>>>

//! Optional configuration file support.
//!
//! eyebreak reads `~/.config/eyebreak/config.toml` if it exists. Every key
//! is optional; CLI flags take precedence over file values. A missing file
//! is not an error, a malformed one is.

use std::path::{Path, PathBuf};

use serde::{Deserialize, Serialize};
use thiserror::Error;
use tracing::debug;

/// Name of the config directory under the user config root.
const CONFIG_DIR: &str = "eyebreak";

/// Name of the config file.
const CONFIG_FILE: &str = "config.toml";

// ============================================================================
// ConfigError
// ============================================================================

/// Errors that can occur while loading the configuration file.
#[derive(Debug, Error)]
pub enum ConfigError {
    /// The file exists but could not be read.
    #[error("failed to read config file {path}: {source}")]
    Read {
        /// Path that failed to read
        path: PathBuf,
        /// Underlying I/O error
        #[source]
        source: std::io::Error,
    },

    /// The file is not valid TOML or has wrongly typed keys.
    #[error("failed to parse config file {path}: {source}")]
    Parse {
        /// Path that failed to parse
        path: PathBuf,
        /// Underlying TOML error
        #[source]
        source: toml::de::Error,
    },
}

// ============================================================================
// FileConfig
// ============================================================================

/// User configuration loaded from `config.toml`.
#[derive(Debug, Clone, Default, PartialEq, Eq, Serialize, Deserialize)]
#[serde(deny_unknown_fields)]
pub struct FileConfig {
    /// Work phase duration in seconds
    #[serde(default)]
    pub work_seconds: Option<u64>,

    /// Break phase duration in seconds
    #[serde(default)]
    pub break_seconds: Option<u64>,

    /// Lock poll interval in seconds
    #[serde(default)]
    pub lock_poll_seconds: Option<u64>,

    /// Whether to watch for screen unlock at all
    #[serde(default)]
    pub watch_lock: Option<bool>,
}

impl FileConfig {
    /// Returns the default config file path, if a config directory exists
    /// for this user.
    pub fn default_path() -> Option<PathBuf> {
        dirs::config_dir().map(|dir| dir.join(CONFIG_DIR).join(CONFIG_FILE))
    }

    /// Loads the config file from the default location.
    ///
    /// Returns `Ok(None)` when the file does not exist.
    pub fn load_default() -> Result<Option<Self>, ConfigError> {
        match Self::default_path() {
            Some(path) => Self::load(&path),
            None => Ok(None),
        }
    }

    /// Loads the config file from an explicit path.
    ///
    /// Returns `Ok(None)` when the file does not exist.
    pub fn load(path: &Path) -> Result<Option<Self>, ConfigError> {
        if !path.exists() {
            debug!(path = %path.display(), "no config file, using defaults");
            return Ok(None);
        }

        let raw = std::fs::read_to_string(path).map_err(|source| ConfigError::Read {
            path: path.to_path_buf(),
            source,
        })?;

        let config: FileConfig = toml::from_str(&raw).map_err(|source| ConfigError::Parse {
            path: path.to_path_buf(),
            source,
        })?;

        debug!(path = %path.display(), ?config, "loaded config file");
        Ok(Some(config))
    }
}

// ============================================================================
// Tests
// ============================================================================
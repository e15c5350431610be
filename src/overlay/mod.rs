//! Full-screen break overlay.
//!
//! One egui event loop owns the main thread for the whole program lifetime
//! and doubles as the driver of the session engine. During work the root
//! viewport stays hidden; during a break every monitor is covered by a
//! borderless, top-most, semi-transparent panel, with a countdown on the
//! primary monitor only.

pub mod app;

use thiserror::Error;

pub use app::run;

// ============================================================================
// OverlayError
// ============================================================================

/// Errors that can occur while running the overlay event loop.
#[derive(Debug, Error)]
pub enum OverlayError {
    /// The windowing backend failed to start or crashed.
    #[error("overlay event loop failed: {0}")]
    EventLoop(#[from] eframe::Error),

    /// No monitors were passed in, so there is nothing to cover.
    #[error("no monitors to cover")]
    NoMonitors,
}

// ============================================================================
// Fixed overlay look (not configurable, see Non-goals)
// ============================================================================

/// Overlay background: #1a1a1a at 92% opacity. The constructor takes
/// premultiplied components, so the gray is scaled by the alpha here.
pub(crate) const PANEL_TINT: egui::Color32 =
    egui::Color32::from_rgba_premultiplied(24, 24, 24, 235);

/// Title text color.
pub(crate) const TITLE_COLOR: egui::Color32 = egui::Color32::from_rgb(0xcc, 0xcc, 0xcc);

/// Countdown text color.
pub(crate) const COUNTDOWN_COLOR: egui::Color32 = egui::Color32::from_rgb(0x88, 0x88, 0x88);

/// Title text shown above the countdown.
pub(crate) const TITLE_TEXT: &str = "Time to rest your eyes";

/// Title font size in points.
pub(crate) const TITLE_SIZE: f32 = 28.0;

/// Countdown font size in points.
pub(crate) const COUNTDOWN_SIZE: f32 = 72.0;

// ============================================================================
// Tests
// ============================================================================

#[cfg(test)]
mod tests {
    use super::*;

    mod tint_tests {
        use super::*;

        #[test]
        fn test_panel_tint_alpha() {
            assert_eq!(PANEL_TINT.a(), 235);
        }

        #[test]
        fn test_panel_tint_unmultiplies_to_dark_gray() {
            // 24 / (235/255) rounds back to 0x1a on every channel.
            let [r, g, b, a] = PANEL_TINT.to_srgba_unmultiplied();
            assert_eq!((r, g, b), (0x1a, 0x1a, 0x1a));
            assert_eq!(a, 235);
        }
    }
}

<<<

▶ _Activity_:
Write out the records shown above, exactly as they appear.

▶ _Answer to the exercise_:
//! Optional configuration file support.
//!
//! eyebreak reads `~/.config/eyebreak/config.toml` if it exists. Every key
//! is optional; CLI flags take precedence over file values. A missing file
//! is not an error, a malformed one is.

use std::path::{Path, PathBuf};

use serde::{Deserialize, Serialize};
use thiserror::Error;
use tracing::debug;

/// Name of the config directory under the user config root.
const CONFIG_DIR: &str = "eyebreak";

/// Name of the config file.
const CONFIG_FILE: &str = "config.toml";

// ============================================================================
// ConfigError
// ============================================================================

/// Errors that can occur while loading the configuration file.
#[derive(Debug, Error)]
pub enum ConfigError {
    /// The file exists but could not be read.
    #[error("failed to read config file {path}: {source}")]
    Read {
        /// Path that failed to read
        path: PathBuf,
        /// Underlying I/O error
        #[source]
        source: std::io::Error,
    },

    /// The file is not valid TOML or has wrongly typed keys.
    #[error("failed to parse config file {path}: {source}")]
    Parse {
        /// Path that failed to parse
        path: PathBuf,
        /// Underlying TOML error
        #[source]
        source: toml::de::Error,
    },
}

// ============================================================================
// FileConfig
// ============================================================================

/// User configuration loaded from `config.toml`.
#[derive(Debug, Clone, Default, PartialEq, Eq, Serialize, Deserialize)]
#[serde(deny_unknown_fields)]
pub struct FileConfig {
    /// Work phase duration in seconds
    #[serde(default)]
    pub work_seconds: Option<u64>,

    /// Break phase duration in seconds
    #[serde(default)]
    pub break_seconds: Option<u64>,

    /// Lock poll interval in seconds
    #[serde(default)]
    pub lock_poll_seconds: Option<u64>,

    /// Whether to watch for screen unlock at all
    #[serde(default)]
    pub watch_lock: Option<bool>,
}

impl FileConfig {
    /// Returns the default config file path, if a config directory exists
    /// for this user.
    pub fn default_path() -> Option<PathBuf> {
        dirs::config_dir().map(|dir| dir.join(CONFIG_DIR).join(CONFIG_FILE))
    }

    /// Loads the config file from the default location.
    ///
    /// Returns `Ok(None)` when the file does not exist.
    pub fn load_default() -> Result<Option<Self>, ConfigError> {
        match Self::default_path() {
            Some(path) => Self::load(&path),
            None => Ok(None),
        }
    }

    /// Loads the config file from an explicit path.
    ///
    /// Returns `Ok(None)` when the file does not exist.
    pub fn load(path: &Path) -> Result<Option<Self>, ConfigError> {
        if !path.exists() {
            debug!(path = %path.display(), "no config file, using defaults");
            return Ok(None);
        }

        let raw = std::fs::read_to_string(path).map_err(|source| ConfigError::Read {
            path: path.to_path_buf(),
            source,
        })?;

        let config: FileConfig = toml::from_str(&raw).map_err(|source| ConfigError::Parse {
            path: path.to_path_buf(),
            source,
        })?;

        debug!(path = %path.display(), ?config, "loaded config file");
        Ok(Some(config))
    }
}

// ============================================================================
// Tests
// ============================================================================
repository e15c5350431610be
filename src/overlay/mod.rs
//! Full-screen break overlay.
//!
//! One egui event loop owns the main thread for the whole program lifetime
//! and doubles as the driver of the session engine. During work the root
//! viewport stays hidden; during a break every monitor is covered by a
//! borderless, top-most, semi-transparent panel, with a countdown on the
//! primary monitor only.

pub mod app;

use thiserror::Error;

pub use app::run;

// ============================================================================
// OverlayError
// ============================================================================

/// Errors that can occur while running the overlay event loop.
#[derive(Debug, Error)]
pub enum OverlayError {
    /// The windowing backend failed to start or crashed.
    #[error("overlay event loop failed: {0}")]
    EventLoop(#[from] eframe::Error),

    /// No monitors were passed in, so there is nothing to cover.
    #[error("no monitors to cover")]
    NoMonitors,
}

// ============================================================================
// Fixed overlay look (not configurable, see Non-goals)
// ============================================================================

/// Overlay background: #1a1a1a at 92% opacity. The constructor takes
/// premultiplied components, so the gray is scaled by the alpha here.
pub(crate) const PANEL_TINT: egui::Color32 =
    egui::Color32::from_rgba_premultiplied(24, 24, 24, 235);

/// Title text color.
pub(crate) const TITLE_COLOR: egui::Color32 = egui::Color32::from_rgb(0xcc, 0xcc, 0xcc);

/// Countdown text color.
pub(crate) const COUNTDOWN_COLOR: egui::Color32 = egui::Color32::from_rgb(0x88, 0x88, 0x88);

/// Title text shown above the countdown.
pub(crate) const TITLE_TEXT: &str = "Time to rest your eyes";

/// Title font size in points.
pub(crate) const TITLE_SIZE: f32 = 28.0;

/// Countdown font size in points.
pub(crate) const COUNTDOWN_SIZE: f32 = 72.0;

// ============================================================================
// Tests
// ============================================================================

#[cfg(test)]
mod tests {
    use super::*;

    mod tint_tests {
        use super::*;

        #[test]
        fn test_panel_tint_alpha() {
            assert_eq!(PANEL_TINT.a(), 235);
        }

        #[test]
        fn test_panel_tint_unmultiplies_to_dark_gray() {
            // 24 / (235/255) rounds back to 0x1a on every channel.
            let [r, g, b, a] = PANEL_TINT.to_srgba_unmultiplied();
            assert_eq!((r, g, b), (0x1a, 0x1a, 0x1a));
            assert_eq!(a, 235);
        }
    }
}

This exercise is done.